Look through the listing for the word "crate". Copy each line that has it.
══════════
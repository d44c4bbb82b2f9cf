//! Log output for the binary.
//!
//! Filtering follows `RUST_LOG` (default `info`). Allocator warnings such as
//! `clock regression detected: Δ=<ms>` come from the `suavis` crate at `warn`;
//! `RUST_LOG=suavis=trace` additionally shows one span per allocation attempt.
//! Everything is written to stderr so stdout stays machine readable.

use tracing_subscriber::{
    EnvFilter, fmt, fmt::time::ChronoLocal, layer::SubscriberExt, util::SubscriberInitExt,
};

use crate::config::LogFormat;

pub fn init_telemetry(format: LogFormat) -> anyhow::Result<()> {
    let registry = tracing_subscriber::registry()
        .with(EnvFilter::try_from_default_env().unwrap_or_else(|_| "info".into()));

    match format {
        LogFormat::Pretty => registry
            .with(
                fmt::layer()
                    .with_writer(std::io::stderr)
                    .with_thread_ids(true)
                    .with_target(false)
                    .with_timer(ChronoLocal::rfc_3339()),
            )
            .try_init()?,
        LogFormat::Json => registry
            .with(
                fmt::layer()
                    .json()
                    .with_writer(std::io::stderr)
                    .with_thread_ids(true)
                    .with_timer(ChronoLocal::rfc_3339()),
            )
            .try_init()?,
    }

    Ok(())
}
══════════
» **RESPONSE TO THIS EXERCISE**
//! `clock regression detected: Δ=<ms>` come from the `suavis` crate at `warn`;
use crate::config::LogFormat;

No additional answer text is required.